Bragg Liquid Aminos -- A Cheap Artificial Soy Sauce

on Saturday, April 9, 2011

There are two basic ways to make soy sauce. One is the traditional method in which soy beans are fermented to break apart the protein using yeast or mold. The cheaper way involves boiling some type of protein in a strong acid like sodium hydroxide (oven cleaner) or hydrochloric acid (stomach acid). Both methods break apart the proteins in soy, grain, veggies, or meat to produce free glutamates, also known as MSG.

Hydrolyzed vegetable protein, using sodium hydroxide or hydrochloric acid baths.


Currently artificial soy producers in the US are negotiating with traditional producers in Japan to determine appropriate labeling for natural and artificial soy sauce.

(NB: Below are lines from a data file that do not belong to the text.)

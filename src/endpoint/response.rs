// src/endpoint/response.rs

//! The JSON response envelope every endpoint handler returns.

use axum::Json;
use axum::http::StatusCode;
use axum::response::{IntoResponse, Response};
use serde::Serialize;
use serde_json::Value;

/// `{type, status, status_code, metadata, error}`, per the wire contract.
#[derive(Debug, Serialize)]
pub struct Envelope {
    #[serde(rename = "type")]
    pub kind: EnvelopeKind,
    pub status: u16,
    pub status_code: u16,
    pub metadata: Value,
    pub error: Option<String>,
}

#[derive(Debug, Serialize)]
#[serde(rename_all = "lowercase")]
pub enum EnvelopeKind {
    Sync,
    Async,
    Error,
}

impl Envelope {
    pub fn sync(status: StatusCode, metadata: impl Serialize) -> Self {
        Self {
            kind: EnvelopeKind::Sync,
            status: status.as_u16(),
            status_code: status.as_u16(),
            metadata: serde_json::to_value(metadata).unwrap_or(Value::Null),
            error: None,
        }
    }

    pub fn r#async(status: StatusCode, metadata: impl Serialize) -> Self {
        Self {
            kind: EnvelopeKind::Async,
            status: status.as_u16(),
            status_code: status.as_u16(),
            metadata: serde_json::to_value(metadata).unwrap_or(Value::Null),
            error: None,
        }
    }

    pub fn error(status: StatusCode, message: impl Into<String>) -> Self {
        Self {
            kind: EnvelopeKind::Error,
            status: status.as_u16(),
            status_code: status.as_u16(),
            metadata: Value::Null,
            error: Some(message.into()),
        }
    }
}

impl IntoResponse for Envelope {
    fn into_response(self) -> Response {
        let status =
            StatusCode::from_u16(self.status).unwrap_or(StatusCode::INTERNAL_SERVER_ERROR);
        (status, Json(self)).into_response()
    }
}

/// The handler mounted at `/1.0/internal/resource/not-found` et al — any
/// request the router can't match.
pub async fn not_found() -> Envelope {
    Envelope::error(StatusCode::NOT_FOUND, "Not Found")
}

I find this situation hilarious because "liquid amino" products like Braggs are simply cheaply produced soy sauce, involving chemical processing of vegetable proteins. Recently the FDA decided that they could not label their product "MSG free" anymore because their product contains so much MSG.

Soybeans, wheat, salt, yeast.


I grew up with the stuff. Most of my friends had Braggs in their home because they thought it was more natural, or more healthy, or maybe they just thought that the labeling indicated that the producers performed a shamanistic rain dance around the vat of veggies and hugged a tree several times before bottling.

Both products are safe, but this shit cracks me up.
Hydrolyzed (broken apart with acid) soy protein, salt, corn syrup, caramel color, potassium sorbate.